A novel mobile app, myopia.app© (VisionApp Solutions S.L., Spain), was installed in the devices which used the Android OS (Google). A previous version of the app has been used on previous studies to measure the face distance20 and the face illumination.21 The app includes several features, one of which is the measure of BCVA. The app tests the user's ability to recognize the orientation of a Landolt C optotype to simulate measurements of visual acuity in a clinical setting. The app configures the brightness of the mobile display to the maximum automatically each time an AV test is going to be carried out, thus ensuring background luminances larger than 300 nit and Michelson contrast higher than 95%. With the use of the front camera of the device which allows us to measure the face-device distance, the optotype size shown on the screen is scaled to the desired stimulus visual acuity. At the end of the assessment the app reports a measure of VA to the eye care professional.

As a preliminary step, the subject was asked to remove their masks and hold the device at a calibration distance of 30 cm from their face and confirm. The subject was then prompted by the app to follow the instructions to measure visual acuity at a comfortable hand-held distance.

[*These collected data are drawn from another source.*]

//! gb - distributed Game of Life
//!
//! CLI entry point for the broker, worker and client roles.

use std::fs;
use std::path::PathBuf;

use clap::{CommandFactory, FromArgMatches};
use eyre::{Context, Result};
use tracing::{debug, info};

use golbroker::broker::BrokerServer;
use golbroker::cli::{Cli, Command, generate_after_help, get_log_dir, get_log_path};
use golbroker::config::Config;
use golbroker::distributor::{Distributor, select_mode, Mode};
use golbroker::domain::Params;
use golbroker::events::{EventEmitter, EventLogger, create_event_channel, spawn_event_logger};
use golbroker::gridio::PgmStore;
use golbroker::keys::{KeyCommand, spawn_stdin_keys};
use golbroker::report::Reporter;
use golbroker::rpc::BrokerClient;
use golbroker::worker::WorkerNode;

fn setup_logging(role: &str, cli_log_level: Option<&str>, config_log_level: Option<&str>) -> Result<()> {
    // Note: Can't log params here since logging isn't initialized yet
    fs::create_dir_all(get_log_dir()).context("Failed to create log directory")?;

    // Determine log level with priority: CLI --log-level > config file > default (INFO)
    let level = match cli_log_level.or(config_log_level) {
        Some(s) => match s.to_uppercase().as_str() {
            "TRACE" => tracing::Level::TRACE,
            "DEBUG" => tracing::Level::DEBUG,
            "INFO" => tracing::Level::INFO,
            "WARN" | "WARNING" => tracing::Level::WARN,
            "ERROR" => tracing::Level::ERROR,
            _ => {
                eprintln!("Warning: Unknown log-level '{}', defaulting to INFO", s);
                tracing::Level::INFO
            }
        },
        None => tracing::Level::INFO,
    };

    let log_file = fs::OpenOptions::new()
        .create(true)
        .append(true)
        .open(get_log_path(role))
        .context("Failed to open log file")?;

    tracing_subscriber::fmt()
        .with_writer(log_file)
        .with_ansi(false)
        .with_env_filter(tracing_subscriber::EnvFilter::from_default_env().add_directive(level.into()))
        .init();

    info!(role, pid = std::process::id(), "Logging initialized (level: {:?})", level);
    Ok(())
}

#[tokio::main]
async fn main() -> Result<()> {
    let cmd = Cli::command().after_help(generate_after_help());
    let cli = Cli::from_arg_matches(&cmd.get_matches())?;

    // Load log level from config file early (before full config load)
    let config_log_level = Config::load_log_level(cli.config.as_ref());

    // Setup logging with priority: CLI > config > INFO default
    setup_logging(cli.command.role(), cli.log_level.as_deref(), config_log_level.as_deref())
        .context("Failed to setup logging")?;

    let config = Config::load(cli.config.as_ref()).context("Failed to load configuration")?;

    debug!(command = ?cli.command, "main: dispatching command");
    match cli.command {
        Command::Broker { listen, event_log } => {
            let mut broker = config.broker.clone();
            if let Some(listen) = listen {
                broker.listen = listen;
            }
            if event_log.is_some() {
                broker.event_log = event_log;
            }
            cmd_broker(&config, broker).await
        }
        Command::Worker {
            listen,
            broker,
            advertise,
        } => {
            let mut worker = config.worker.clone();
            if let Some(listen) = listen {
                worker.listen = listen;
            }
            if let Some(broker) = broker {
                worker.broker = broker;
            }
            if advertise.is_some() {
                worker.advertise = advertise;
            }
            cmd_worker(worker).await
        }
        Command::Run {
            turns,
            threads,
            width,
            height,
            broker,
            local,
            images,
            out,
            event_log,
            no_keys,
        } => {
            let mut run = config.run.clone();
            run.turns = turns.unwrap_or(run.turns);
            run.threads = threads.unwrap_or(run.threads);
            run.image_width = width.unwrap_or(run.image_width);
            run.image_height = height.unwrap_or(run.image_height);
            run.broker = broker.unwrap_or(run.broker);
            run.broker_disabled |= local;
            run.images_dir = images.unwrap_or(run.images_dir);
            run.out_dir = out.unwrap_or(run.out_dir);
            if event_log.is_some() {
                run.event_log = event_log;
            }
            cmd_run(&config, run, no_keys).await
        }
        Command::Ping { broker } => cmd_ping(broker.unwrap_or(config.run.broker)).await,
    }
}

/// Serve as a broker until killed or interrupted
async fn cmd_broker(config: &Config, broker: golbroker::config::BrokerConfig) -> Result<()> {
    debug!(?broker, "cmd_broker: called");
    let (emitter, logger) = match &broker.event_log {
        Some(path) => {
            let (emitter, rx) = create_event_channel();
            (emitter, Some(spawn_event_logger(path, rx)?))
        }
        None => (EventEmitter::disabled(), None),
    };

    let server = BrokerServer::bind(&broker, &config.coordinator, emitter).await?;
    let address = server.local_addr()?;
    println!("Broker listening on {}", address);

    let shutdown = server.shutdown_sender();
    tokio::spawn(async move {
        if tokio::signal::ctrl_c().await.is_ok() {
            info!("cmd_broker: ctrl_c received, initiating shutdown");
            let _ = shutdown.send(()).await;
        }
    });

    server.run().await?;
    if let Some(logger) = logger {
        let _ = logger.await;
    }
    println!("Broker stopped");
    Ok(())
}

/// Serve as a worker until terminated or interrupted
async fn cmd_worker(worker: golbroker::config::WorkerConfig) -> Result<()> {
    debug!(?worker, "cmd_worker: called");
    let node = WorkerNode::bind(&worker).await?;
    println!("Worker listening on {}, subscribing to {}", node.local_addr()?, worker.broker);

    let shutdown = node.shutdown_sender();
    tokio::spawn(async move {
        if tokio::signal::ctrl_c().await.is_ok() {
            info!("cmd_worker: ctrl_c received, initiating shutdown");
            let _ = shutdown.send(()).await;
        }
    });

    node.run().await?;
    println!("Worker stopped");
    Ok(())
}

/// Run one simulation session
async fn cmd_run(config: &Config, run: golbroker::config::RunConfig, no_keys: bool) -> Result<()> {
    debug!(?run, no_keys, "cmd_run: called");
    let params = Params::new(run.turns, run.threads, run.image_width, run.image_height);
    let mode = select_mode(&run).await;
    match &mode {
        Mode::Local => println!("Running {} turns locally on {} lanes", params.turns, params.threads),
        Mode::Broker(address) => println!("Running {} turns on broker {}", params.turns, address),
    }

    let (emitter, rx) = create_event_channel();
    let mut reporter = Reporter::new(std::io::stdout());
    if let Some(path) = &run.event_log {
        reporter = reporter.with_logger(EventLogger::open(path)?);
    }
    let report = tokio::spawn(reporter.run(rx));

    let keys = if no_keys {
        let (_tx, rx) = tokio::sync::mpsc::channel::<KeyCommand>(1);
        rx
    } else {
        spawn_stdin_keys()
    };

    let store = PgmStore::new(&run.images_dir, &run.out_dir);
    let distributor = Distributor::new(params, store, emitter)
        .with_report_interval(run.alive_report_interval())
        .with_coordinator_config(config.coordinator.clone());
    let outcome = distributor.run(mode, keys).await;

    let summary = report.await.context("Reporter task failed")?;
    let outcome = outcome?;
    debug!(?summary, "cmd_run: report finished");
    println!(
        "Final image {} written to {}",
        outcome.image,
        PathBuf::from(&run.out_dir).display()
    );
    Ok(())
}

/// Check a broker is reachable
async fn cmd_ping(address: String) -> Result<()> {
    debug!(%address, "cmd_ping: called");
    let version = BrokerClient::new(address.clone()).ping().await?;
    println!("Broker at {} is alive (version {})", address, version);
    Ok(())
}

The app displayed a black crowded Landolt C optotype on a white background and used a 4-force choice procedure based on FrACT (Freiburg Visual Acuity & Contrast Test).22 The algorithm uses a best PEST (best Parameter Estimation by Sequential Testing) procedure in which a psychometric function having a constant slope on a logarithmic acuity scale is assumed. 24 letters are shown including two “bonus” letters that the subject can clearly see to build confidence that the task has been done correctly. The algorithm initially displays a low AV optotype (0.9 logMAR). A limit of 1.5 decimal VA (−0.18 logMAR) is imposed to avoid the limitations of the screen to show very high spatial frequencies. The screen resolution is indeed an important limitation when the dpi of the phone is not too high and the test is performed at a relatively close distance. We overcame this limitation by forcing the user to do the test at a minimum distance which was calculated internally by the app taking into account the dpi of the screen and a maximum measurable decimal VA of 1.5 (spatial frequency of 45 c/g). When the subject placed the phone at a distance lower than the minimum distance, the screen displayed a warning to the subject to move away from the screen, the warning disappeared when the actual distance was equal or larger than the minimum distance. The subject swiped their finger in the direction of the opening in a Landolt ring. If the patient was unable to identify the opening, they were given the option of selecting a button at the bottom of the screen (labelled “I don't see it”) indicating that they were unable to resolve the stimulus. If the subject could not identify the letter for a third time, they were asked to guess. Following measurement of VA, the app displayed a calculated visual acuity in decimal format, which was recorded.

Repeatability

BCVA was measured four times per eye at a hand-held distance of approximately 30 cm using a smartphone. The same device was used to perform 4 consecutive BCVA measurements in the right eye and later, using the same device under the same conditions, 4 measurements were performed in the left eye.

Statistical analysis

The agreement of measurement methods was assessed via a Bland-Altman statistical analysis based on a two-tailed paired t-test or a Wilcoxon Man Whitney in case the assumptions of normality and homoscedasticity are not fulfilled. These statistical methods were selected since we can assume normality and homoscedasticity of the sample after performing the Shapiro Wilk and F test following the Levene's criterion. The mean difference between the measured VA of vision.app and the traditional measurement, t-test statistic, associated standard deviation, and power of BCVA was calculated. All recorded decimal measures were converted to logMAR format to conduct the statistical analysis. Following the statistical method of C. McAlinden,23 an ANOVA test was performed for repeated measures in order to evaluate the existence of statistically significant differences between measurements in the same eye. RStudio v. 2022.7.2.576 was the program used for the statistical analysis.

Results

Fig. 2 show the Bland-Altman plot of the comparison between the VA measured clinically and the app after 4 and 2 repeated measurements.

Fig. 2.

Bland-Altman plot of agreement between methods of 4 (top) and 2 (bottom) repeated BCVA measurements with the smartphone at a hand-held distance. Full triangles correspond to OD and open triangles to OS.

(0.3MB).

With 4-repeated measurements the assumptions of normality and homoscedasticity are fulfilled after performing the Shapiro Wilk test obtaining a result p = 0.525 (OD) and p = 0.417 (OS) and a F test following the Levene's criterion, to compare the two variances obtaining a result p = 0.141(OD) and p = 0.256 (OS). In addition, the t-test revealed no significant difference in measured VA between vision.app and clinical measurements (p = 0.478 and p = 0.608 for OD and OS, respectively). The mean difference between BCVA measurements in logMAR was - 0.009 ± 0.039 and - 0.005 ± 0.041 for OD and OS, respectively. Agreement between VA measurements taken by vision.app are consistent. The repeatability analysis shows statistically significant differences between measurements of the right eye (p = 0.018), while there are no statistically significant differences for the left eye (p = 0.102).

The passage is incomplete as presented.